Saved data entries
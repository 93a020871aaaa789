//! Configuration loading utilities
//!
//! Locates a pacman.conf-style file and parses it with the requested parser
//! settings.

use crate::parser::{Parser, DEFAULT_MAX_INCLUDE_DEPTH};
use crate::{ConfigError, PacmanConfig, Result};
use std::path::{Path, PathBuf};

/// Path of the system configuration file
pub const SYSTEM_CONFIG_PATH: &str = "/etc/pacman.conf";

/// Configuration loader
#[derive(Debug, Clone)]
pub struct ConfigLoader {
    /// Primary configuration file
    path: PathBuf,
    /// Whether a missing file yields the defaults
    use_defaults: bool,
    /// Include nesting limit
    max_include_depth: usize,
}

impl ConfigLoader {
    /// Create a loader for the file at `path`
    pub fn new(path: impl Into<PathBuf>) -> Self {
        Self {
            path: path.into(),
            use_defaults: false,
            max_include_depth: DEFAULT_MAX_INCLUDE_DEPTH,
        }
    }

    /// Create a loader for the system configuration
    pub fn system() -> Self {
        Self::new(SYSTEM_CONFIG_PATH)
    }

    /// Set whether a missing file yields the default configuration
    pub fn use_defaults(mut self, use_defaults: bool) -> Self {
        self.use_defaults = use_defaults;
        self
    }

    /// Set how deeply `Include` directives may nest
    pub fn max_include_depth(mut self, depth: usize) -> Self {
        self.max_include_depth = depth;
        self
    }

    /// Load and parse the configuration
    pub fn load(&self) -> Result<PacmanConfig> {
        if !self.path.exists() {
            if self.use_defaults {
                tracing::debug!("{} not found, using defaults", self.path.display());
                return Ok(PacmanConfig::default());
            }
            return Err(ConfigError::NotFound(self.path.clone()));
        }

        let config = Parser::new()
            .max_include_depth(self.max_include_depth)
            .parse_file(&self.path)?;

        tracing::debug!(
            "Loaded {} with {} repositories",
            self.path.display(),
            config.repos.len()
        );
        Ok(config)
    }

    /// Get the configuration file path
    pub fn path(&self) -> &Path {
        &self.path
    }
}

impl Default for ConfigLoader {
    fn default() -> Self {
        Self::system()
    }
}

**PROBLEM STATEMENT:** For each line in the data, set it down again exactly.

**SOLUTION TO THE EXERCISE:**
repository 93a020871aaaa789
//! Configuration loading utilities
//!
//! Locates a pacman.conf-style file and parses it with the requested parser
//! settings.

use crate::parser::{Parser, DEFAULT_MAX_INCLUDE_DEPTH};
use crate::{ConfigError, PacmanConfig, Result};
use std::path::{Path, PathBuf};

/// Path of the system configuration file
pub const SYSTEM_CONFIG_PATH: &str = "/etc/pacman.conf";

/// Configuration loader
#[derive(Debug, Clone)]
pub struct ConfigLoader {
    /// Primary configuration file
    path: PathBuf,
    /// Whether a missing file yields the defaults
    use_defaults: bool,
    /// Include nesting limit
    max_include_depth: usize,
}

impl ConfigLoader {
    /// Create a loader for the file at `path`
    pub fn new(path: impl Into<PathBuf>) -> Self {
        Self {
            path: path.into(),
            use_defaults: false,
            max_include_depth: DEFAULT_MAX_INCLUDE_DEPTH,
        }
    }

    /// Create a loader for the system configuration
    pub fn system() -> Self {
        Self::new(SYSTEM_CONFIG_PATH)
    }

    /// Set whether a missing file yields the default configuration
    pub fn use_defaults(mut self, use_defaults: bool) -> Self {
        self.use_defaults = use_defaults;
        self
    }

    /// Set how deeply `Include` directives may nest
    pub fn max_include_depth(mut self, depth: usize) -> Self {
        self.max_include_depth = depth;
        self
    }

    /// Load and parse the configuration
    pub fn load(&self) -> Result<PacmanConfig> {
        if !self.path.exists() {
            if self.use_defaults {
                tracing::debug!("{} not found, using defaults", self.path.display());
                return Ok(PacmanConfig::default());
            }
            return Err(ConfigError::NotFound(self.path.clone()));
        }

        let config = Parser::new()
            .max_include_depth(self.max_include_depth)
            .parse_file(&self.path)?;

        tracing::debug!(
            "Loaded {} with {} repositories",
            self.path.display(),
            config.repos.len()
        );
        Ok(config)
    }

    /// Get the configuration file path
    pub fn path(&self) -> &Path {
        &self.path
    }
}

impl Default for ConfigLoader {
    fn default() -> Self {
        Self::system()
    }
}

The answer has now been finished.